Я улыбаюсь, старательно скрывая пренебрежение. Знает ли она, что я нуждаюсь в ее похвале, да и вообще во всей этой Астрономической Академии, чуть меньше, чем в похвале Дамблдора, любителя грязнокровок и борцов с нашим мерзким серпентарием? У меня было множество причин поступить в Академию, но ни одна из них не малейшим образом не связана с жаждой знаний. Благодаря урокам дедушки я знаю об астрономии намного больше любого студента, да и что греха таить — любого преподавателя. Просто…
Просто я хотела прекратить бесконечные ссоры с дедушкой, который, начиная с моих юных лет, твердил мне об том, что я должна выйти замуж, как все достойные представительницы рода. Я уважаю семейные традиции, но чувствую, что семейная жизнь совсем не для меня. Единственная семья, которая мне нужна, это мои родители, по-прежнему гниющие по воле этого поганого министерства в тюрьме среди моря и скал. Я ведь даже ничего не имею против названных им кандидатов. Все Слизеринцы давно стали для меня семьей, а гостиная змеиного факультета — моим оплотом, единственным местом, кроме дома, где я чувствовала себя в безопасности. Только они одни и могли защитить меня от бесчисленных нападок всех других студентов, которым нимало не мешали преподаватели. Не удивлюсь, если они даже жалели о том, что за издевательства над ребенком Лестренжей нельзя было начислить пару сотен лишних балов. Если бы только Гриффиндору! Куда там, даже флегматичные Хаффлпаффцы и рассудительные Рейвенкловцы были не против пихнуть меня лишний раз или испортить мне заклятье и, улюлюкая, припомнить мне все мыслимые и не мыслимые грехи родителей. Вот только они не знали, что с ненавистью к ним, моя любовь и восхищение родителями разгорается все сильнее, с каждой новой вспышкой их злости. Они были правы. Тварей, желающих снять с тебя заживо шкуру, нужно убивать пока они еще бессильны напасть на тебя в темном переулке, точнее коридоре Хогвартса. Нам, Слизеринцам, не оставалось ничего, кроме как приползать в подземелья и, греясь в зеленом свете факелов, зализывать раны, строя планы мести. Раздоры и юношеские ссоры были слишком большой роскошью, когда вся школа была против нас. Но романтика была последним, в чем я нуждалась. Дань традициям меркла перед моими мечтами стать достойной своих родителей, которых я по-прежнему отчаянно и безнадежно ждала.

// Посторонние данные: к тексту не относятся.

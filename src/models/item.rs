//! Item (catalog entry) model and related types.
//!
//! Availability is not stored separately: an item is available exactly when
//! it carries no borrow timestamp.

use chrono::{DateTime, Utc};
use serde::{Deserialize, Serialize};
use validator::Validate;

use super::enums::Genre;

/// Capability shared by every catalog entry that can be lent out
pub trait Borrowable {
    fn item_id(&self) -> &str;

    fn borrowed_at(&self) -> Option<DateTime<Utc>>;

    fn is_available(&self) -> bool {
        self.borrowed_at().is_none()
    }

    /// One-line human readable description
    fn display_info(&self) -> String;

    fn check_out(&mut self, at: DateTime<Utc>);

    fn check_in(&mut self);
}

/// Book held by the catalog
#[derive(Debug, Clone, PartialEq, Eq, Serialize, Deserialize)]
pub struct Book {
    pub id: String,
    pub title: String,
    pub author: String,
    pub genre: Genre,
    pub borrowed_at: Option<DateTime<Utc>>,
}

impl Borrowable for Book {
    fn item_id(&self) -> &str {
        &self.id
    }

    fn borrowed_at(&self) -> Option<DateTime<Utc>> {
        self.borrowed_at
    }

    fn display_info(&self) -> String {
        format!("{} by {} - {}", self.title, self.author, self.genre)
    }

    fn check_out(&mut self, at: DateTime<Utc>) {
        self.borrowed_at = Some(at);
    }

    fn check_in(&mut self) {
        self.borrowed_at = None;
    }
}

/// Create book request
#[derive(Debug, Clone, Deserialize, Validate)]
pub struct CreateBook {
    #[validate(length(min = 1, message = "Item identifier is required"))]
    pub id: String,
    #[validate(length(min = 1, message = "Title is required"))]
    pub title: String,
    #[validate(length(min = 1, message = "Author is required"))]
    pub author: String,
    pub genre: Genre,
}

impl CreateBook {
    pub fn new(
        id: impl Into<String>,
        title: impl Into<String>,
        author: impl Into<String>,
        genre: Genre,
    ) -> Self {
        Self {
            id: id.into(),
            title: title.into(),
            author: author.into(),
            genre,
        }
    }
}

impl From<CreateBook> for Book {
    fn from(req: CreateBook) -> Self {
        Self {
            id: req.id,
            title: req.title,
            author: req.author,
            genre: req.genre,
            borrowed_at: None,
        }
    }
}
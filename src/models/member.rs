//! Member (borrower) model

use serde::{Deserialize, Serialize};
use validator::Validate;

/// Library member
#[derive(Debug, Clone, PartialEq, Eq, Serialize, Deserialize)]
pub struct Member {
    pub id: i32,
    pub name: String,
    /// Identifiers of the items currently held, in borrow order
    pub borrowed_items: Vec<String>,
}

impl Member {
    pub fn display_info(&self) -> String {
        format!("Member #{} - {}", self.id, self.name)
    }

    pub fn holds(&self, item_id: &str) -> bool {
        self.borrowed_items.iter().any(|id| id == item_id)
    }
}

/// Create member request
#[derive(Debug, Clone, Deserialize, Validate)]
pub struct CreateMember {
    pub id: i32,
    #[validate(length(min = 1, message = "Name is required"))]
    pub name: String,
}

impl CreateMember {
    pub fn new(id: i32, name: impl Into<String>) -> Self {
        Self { id, name: name.into() }
    }
}

impl From<CreateMember> for Member {
    fn from(req: CreateMember) -> Self {
        Self {
            id: req.id,
            name: req.name,
            borrowed_items: Vec::new(),
        }
    }
}
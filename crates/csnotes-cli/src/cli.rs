use clap::{Parser, Subcommand};

#[derive(Parser)]
#[command(name = "csnotes")]
#[command(about = "Read and write notes on a csnotes server from the terminal")]
#[command(version)]
pub struct Cli {
    #[command(subcommand)]
    pub command: Option<Commands>,

    /// Base URL of the csnotes server (overrides CSNOTES_API_URL and config.json)
    #[arg(long, global = true, value_name = "URL")]
    pub api_url: Option<String>,
}

#[derive(Subcommand)]
pub enum Commands {
    /// Sign in and store the session token (OS keychain, or a token file)
    Login {
        #[arg(long, value_name = "NAME")]
        username: String,
        #[arg(long, value_name = "PASSWORD")]
        password: String,
    },
    /// Create an account on the server (8+ character username and password)
    Register {
        #[arg(long, value_name = "NAME")]
        username: String,
        #[arg(long, value_name = "PASSWORD")]
        password: String,
    },
    /// Forget the stored session token
    Logout,
    /// List notes in server order
    List {
        /// Output as JSON
        #[arg(long)]
        json: bool,
    },
    /// Show one note
    Show {
        /// Note ID
        id: String,
    },
    /// Create a new note
    #[command(alias = "add")]
    New {
        #[arg(long)]
        title: String,
        #[arg(long, default_value = "")]
        content: String,
    },
    /// Replace the title and content of a note
    Edit {
        /// Note ID
        id: String,
        #[arg(long)]
        title: String,
        /// New content (keeps the current content when omitted)
        #[arg(long)]
        content: Option<String>,
    },
    /// Delete a note
    Delete {
        /// Note ID
        id: String,
        /// Skip the confirmation prompt
        #[arg(short, long)]
        yes: bool,
    },
    /// Interactive list / viewer / editor session (default)
    Shell,
}
//! Viewer panel loading.

use std::sync::Arc;

use crate::api::{ApiResponse, NoteApi};
use crate::models::{Note, NoteId};
use crate::surface::{Notice, PanelSurface};
use crate::view::{ViewState, ViewStateController};

#[derive(Debug, Clone, PartialEq, Eq)]
pub enum DetailOutcome {
    Shown(Note),
    NotFound,
    /// The server reported errors; the viewer stays blank.
    Failed,
    Unreachable,
    /// The viewer session ended before the response arrived.
    Discarded,
}

pub struct NoteDetailLoader<A, S> {
    api: Arc<A>,
    surface: Arc<S>,
    view: Arc<ViewStateController<S>>,
}

impl<A: NoteApi, S: PanelSurface> NoteDetailLoader<A, S> {
    pub const fn new(api: Arc<A>, surface: Arc<S>, view: Arc<ViewStateController<S>>) -> Self {
        Self { api, surface, view }
    }

    pub async fn open(&self, id: &NoteId) -> DetailOutcome {
        let ticket = self.view.show(ViewState::Viewer);
        self.surface.clear_viewer();

        let result = self.api.get(id).await;
        if !self.view.is_current(&ticket) {
            tracing::debug!("Discarding note {id} response; viewer is no longer active");
            return DetailOutcome::Discarded;
        }

        match result {
            Ok(ApiResponse::Models(notes)) => match notes.into_iter().next() {
                Some(note) => {
                    self.surface.show_note(&note);
                    DetailOutcome::Shown(note)
                }
                None => {
                    self.surface.show_notice(ViewState::Viewer, Notice::NotFound);
                    DetailOutcome::NotFound
                }
            },
            Ok(ApiResponse::Errors(errors)) => {
                for error in &errors {
                    tracing::error!("Failed to load note {id}: {}", error);
                }
                DetailOutcome::Failed
            }
            Ok(ApiResponse::Fields(fields)) => {
                for (field, message) in fields.iter() {
                    tracing::error!("Unexpected field error loading note {id}: {field}: {message}");
                }
                DetailOutcome::Failed
            }
            Err(error) => {
                tracing::error!("Note {id} request failed: {}", error);
                self.surface
                    .show_notice(ViewState::Viewer, Notice::Unreachable);
                DetailOutcome::Unreachable
            }
        }
    }
}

Семейные традиции были для дедушки всем. Но звезды для него были большим. Поэтому он не смог отказать мне в желании изучать дальше любимую им науку. Он принял мой выбор, хотя выбора у меня практически не было. Мысль о том, чтобы провести всю жизнь как Нарцисса, посвятив себя мужу и детям, изо всех сил вить семейное гнездышко, вселяла в меня даже не тоску, а ужас. Это значило оставить позади свою память и мечты. Это значило забыть о прошлом, а я не могла и не желала этого делать. Для меня это значило собственными руками выжечь на себе клеймо «предательница».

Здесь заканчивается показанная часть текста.